La puesta en práctica tras el Posgrado Internacional de Periodismo Deportivo

Por: Pedro Pablo Mijangos Castillo (Guatemala) – pedro7pablo@gmail.com 

GUATEMALA, 12 de mayo de 2019.- A días de haberse bajado el telón de la edición 14 del Curso de Posgrado Internacional de Periodismo Deportivo, impartido en el Instituto José Martí de La Habana, aún hace eco la diversidad de acentos, preguntas, reflexiones, propuestas, aportes y convivencias que durante dos semanas se dejaron sentir en el corazón de la capital cubana.

Culturas y acentos diferentes conjugados en el aula del Posgrado de Cuba, ya con los diplomas en mano.

En nueve jornadas intensas de exposiciones se «movieron ideas», como incentivaron los profesores quienes con mucha dedicación y atención compartieron su experiencia en el aula con 35 periodistas de doce países de Latinoamérica.

Ahora, el nuevo escenario donde se debe actuar es en nuestros respectivos países. La labor del comunicador requiere de reinventarse todos los días, ser creativos para contar historias y trasladar información sin perder la esencia profesional.

De los distintos aprendizajes sumados a la mochila que cargamos con gusto en los hombros, destaco el hecho de volver a algunos fundamentos de raíz de nuestro qué hacer cotidiano. Las nuevas tendencias y plataformas para compartir contenido no deben abstraerse del rigor y la ética.

En el repaso general también fue muy valioso conocer distintas vertientes de la labor del periodista deportivo. Relato, narrativa y presentación de televisión. Cada una con sus particularidades. Sin dejar de lado el «contexto nación», que sirve para entender cómo en la región se desarrollan las políticas dirigidas a la actividad física. Ejemplos como Cuba, sede del encuentro, donde el acceso y la masificación fueron un eje primordial desde inicios de la década del 60.

Afinar el ojo y el criterio, en la parte práctica, se suma a los aportes. En los últimos días del Posgrado se realizaron dos trabajos en grupo intentando documentar con fotos y videos hechos que nos llamaran la atención en La Habana. La construcción colectiva de las exposiciones, fuera del aula, editando, discutiendo y sintetizando ayudaron a enriquecer la experiencia.
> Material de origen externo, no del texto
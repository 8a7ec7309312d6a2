//! CLI configuration: layered YAML files, environment, credentials
//!
//! Files merge in a fixed order - `~/.config/burrow/*.yml` (sorted), then
//! `~/.burrow.yml`, then `./burrow.yml` - with the environment overriding
//! files and command-line flags overriding everything. The resolved
//! configuration is immutable once a command starts.

use anyhow::{Context, Result};
use serde::{Deserialize, Serialize};
use std::fs;
use std::path::PathBuf;

pub const SERVER_ENV: &str = "BURROW_SERVER";
pub const API_KEY_ENV: &str = "BURROW_API_KEY";

const DEFAULT_SERVER_URL: &str = "http://localhost:8080";

/// Get the configuration directory path
pub fn config_dir() -> PathBuf {
    dirs::config_dir()
        .unwrap_or_else(|| PathBuf::from("."))
        .join("burrow")
}

/// Get the credentials file path
pub fn credentials_file() -> PathBuf {
    config_dir().join("credentials.yml")
}

/// One tunnel declared in config
#[derive(Debug, Clone, Serialize, Deserialize)]
pub struct TunnelEntry {
    /// Requested subdomain; omit for a server-generated label
    pub subdomain: Option<String>,

    /// Basic auth (`user:pass`) required from public callers
    pub auth: Option<String>,

    /// Default upstream host
    pub host: Option<String>,

    /// Default upstream port
    pub port: u16,

    /// Path-glob routes consulted before the default target
    #[serde(default)]
    pub routes: Vec<RouteEntry>,
}

/// A path-pattern route to a local target
#[derive(Debug, Clone, Serialize, Deserialize)]
pub struct RouteEntry {
    /// Shell-style glob matched against the request path
    pub path: String,

    pub host: Option<String>,

    pub port: u16,
}

/// On-disk configuration structure
#[derive(Debug, Clone, Default, Serialize, Deserialize)]
pub struct FileConfig {
    /// Server URL (e.g. "https://burrow.example")
    pub server: Option<String>,

    /// API key for the control plane
    pub api_key: Option<String>,

    /// Tunnels started by `burrow start`
    #[serde(default)]
    pub tunnels: Vec<TunnelEntry>,
}

impl FileConfig {
    fn load_file(path: &PathBuf) -> Result<Self> {
        let content = fs::read_to_string(path)
            .with_context(|| format!("Failed to read config file {}", path.display()))?;
        serde_yaml::from_str(&content)
            .with_context(|| format!("Failed to parse config file {}", path.display()))
    }

    /// Later layers win for scalars; a non-empty tunnel list replaces the
    /// previous one wholesale.
    fn merge(mut self, overlay: FileConfig) -> Self {
        if overlay.server.is_some() {
            self.server = overlay.server;
        }
        if overlay.api_key.is_some() {
            self.api_key = overlay.api_key;
        }
        if !overlay.tunnels.is_empty() {
            self.tunnels = overlay.tunnels;
        }
        self
    }
}

/// The config files consulted, least-specific first.
fn layer_paths() -> Vec<PathBuf> {
    let mut paths = Vec::new();

    let dir = config_dir();
    if let Ok(entries) = fs::read_dir(&dir) {
        let mut named: Vec<PathBuf> = entries
            .filter_map(|e| e.ok())
            .map(|e| e.path())
            .filter(|p| {
                p.extension().map(|ext| ext == "yml").unwrap_or(false)
                    && p.file_name().map(|n| n != "credentials.yml").unwrap_or(false)
            })
            .collect();
        named.sort();
        paths.extend(named);
    }

    if let Some(home) = dirs::home_dir() {
        paths.push(home.join(".burrow.yml"));
    }
    paths.push(PathBuf::from("./burrow.yml"));
    paths
}

/// Load the layered file configuration, then apply the environment.
pub fn load_layered() -> Result<FileConfig> {
    let mut merged = FileConfig::default();
    for path in layer_paths() {
        if path.exists() {
            merged = merged.merge(FileConfig::load_file(&path)?);
        }
    }
    Ok(apply_env(merged))
}

/// Load one explicit config file (for `start --config`), then the
/// environment.
pub fn load_single(path: &PathBuf) -> Result<FileConfig> {
    Ok(apply_env(FileConfig::load_file(path)?))
}

fn apply_env(mut config: FileConfig) -> FileConfig {
    if let Ok(server) = std::env::var(SERVER_ENV) {
        if !server.is_empty() {
            config.server = Some(server);
        }
    }
    if let Ok(key) = std::env::var(API_KEY_ENV) {
        if !key.is_empty() {
            config.api_key = Some(key);
        }
    }
    config
}

/// Final settings a command runs with.
#[derive(Debug, Clone)]
pub struct Resolved {
    pub server_url: String,
    pub api_key: Option<String>,
}

impl Resolved {
    /// Combine file+env config, stored credentials, and flags. Flags win.
    pub fn new(
        file: &FileConfig,
        server_flag: Option<String>,
        api_key_flag: Option<String>,
    ) -> Self {
        let server_url = server_flag
            .or_else(|| file.server.clone())
            .unwrap_or_else(|| DEFAULT_SERVER_URL.to_string());
        let api_key = api_key_flag
            .or_else(|| file.api_key.clone())
            .or_else(|| Credentials::load().ok().flatten().map(|c| c.api_key));
        Self {
            server_url,
            api_key,
        }
    }

    /// Control-plane WebSocket URL derived from the server URL.
    pub fn websocket_url(&self) -> String {
        let ws_scheme = if self.server_url.starts_with("https://") {
            "wss"
        } else {
            "ws"
        };
        let host = self
            .server_url
            .trim_start_matches("https://")
            .trim_start_matches("http://")
            .trim_end_matches('/');
        format!(
            "{}://{}{}",
            ws_scheme,
            host,
            burrow_common::constants::CONTROL_PATH
        )
    }
}

/// Stored login credential
#[derive(Debug, Clone, Serialize, Deserialize)]
pub struct Credentials {
    pub api_key: String,
}

impl Credentials {
    pub fn load() -> Result<Option<Self>> {
        let path = credentials_file();
        if !path.exists() {
            return Ok(None);
        }
        let content =
            fs::read_to_string(&path).context("Failed to read credentials file")?;
        let creds = serde_yaml::from_str(&content).context("Failed to parse credentials file")?;
        Ok(Some(creds))
    }

    /// Write the credential file, owner-readable only.
    pub fn save(&self) -> Result<()> {
        let dir = config_dir();
        fs::create_dir_all(&dir).context("Failed to create config directory")?;
        let path = credentials_file();
        let content = serde_yaml::to_string(self).context("Failed to serialize credentials")?;
        fs::write(&path, content).context("Failed to write credentials file")?;

        #[cfg(unix)]
        {
            use std::os::unix::fs::PermissionsExt;
            fs::set_permissions(&path, fs::Permissions::from_mode(0o600))
                .context("Failed to restrict credentials file permissions")?;
        }

        Ok(())
    }

    pub fn delete() -> Result<bool> {
        let path = credentials_file();
        if path.exists() {
            fs::remove_file(&path).context("Failed to remove credentials file")?;
            Ok(true)
        } else {
            Ok(false)
        }
    }
}

#[cfg(test)]
mod tests {
    use super::*;

    #[test]
    fn test_merge_scalars_later_wins() {
        let base = FileConfig {
            server: Some("http://a".to_string()),
            api_key: Some("key-a".to_string()),
            tunnels: vec![],
        };
        let overlay = FileConfig {
            server: Some("http://b".to_string()),
            api_key: None,
            tunnels: vec![],
        };
        let merged = base.merge(overlay);
        assert_eq!(merged.server.as_deref(), Some("http://b"));
        assert_eq!(merged.api_key.as_deref(), Some("key-a"));
    }

    #[test]
    fn test_merge_tunnels_replace_wholesale() {
        let base = FileConfig {
            tunnels: vec![TunnelEntry {
                subdomain: Some("old".to_string()),
                auth: None,
                host: None,
                port: 3000,
                routes: vec![],
            }],
            ..Default::default()
        };
        let overlay = FileConfig {
            tunnels: vec![TunnelEntry {
                subdomain: Some("new".to_string()),
                auth: None,
                host: None,
                port: 4000,
                routes: vec![],
            }],
            ..Default::default()
        };
        let merged = base.merge(overlay);
        assert_eq!(merged.tunnels.len(), 1);
        assert_eq!(merged.tunnels[0].subdomain.as_deref(), Some("new"));
    }

    #[test]
    fn test_flags_override_file() {
        let file = FileConfig {
            server: Some("http://file".to_string()),
            api_key: Some("file-key".to_string()),
            tunnels: vec![],
        };
        let resolved = Resolved::new(&file, Some("http://flag".to_string()), None);
        assert_eq!(resolved.server_url, "http://flag");
        assert_eq!(resolved.api_key.as_deref(), Some("file-key"));
    }

    #[test]
    fn test_websocket_url() {
        let resolved = Resolved {
            server_url: "https://burrow.example".to_string(),
            api_key: None,
        };
        assert_eq!(resolved.websocket_url(), "wss://burrow.example/ws");

        let resolved = Resolved {
            server_url: "http://localhost:8080/".to_string(),
            api_key: None,
        };
        assert_eq!(resolved.websocket_url(), "ws://localhost:8080/ws");
    }

    #[test]
    fn test_config_parses_routes() {
        let yaml = r#"
server: https://burrow.example
tunnels:
  - subdomain: demo
    port: 3000
    routes:
      - path: "/api/*"
        port: 4000
      - path: "/*"
        port: 3000
"#;
        let config: FileConfig = serde_yaml::from_str(yaml).unwrap();
        assert_eq!(config.tunnels.len(), 1);
        assert_eq!(config.tunnels[0].routes.len(), 2);
        assert_eq!(config.tunnels[0].routes[0].path, "/api/*");
    }
}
El deporte cambia, es dinámico, es circunstancial, por ello hay que estar atentos en el campo de acción, con libreta, grabadora o cámara en mano.

Toca decir gracias y que el deporte siga tendiendo puentes sin importar la edad, el género, el origen étnico, la nacionalidad, la forma de pensar, etc. Gracias a los profesores por las observaciones oportunas y ahora a nosotros nos tocará multiplicar lo recibido.

A los compañeros por la risas, la complicidad y por entendernos, pues en las canchas, gimnasios, estadios, tatamis, cuadriláteros, etc., nos hemos y seguimos forjando.

Y como escribiera el escritor uruguayo, Eduardo Galeano: «A seguir intentando hacer con las manos, lo que no se pudo hacer con los pies».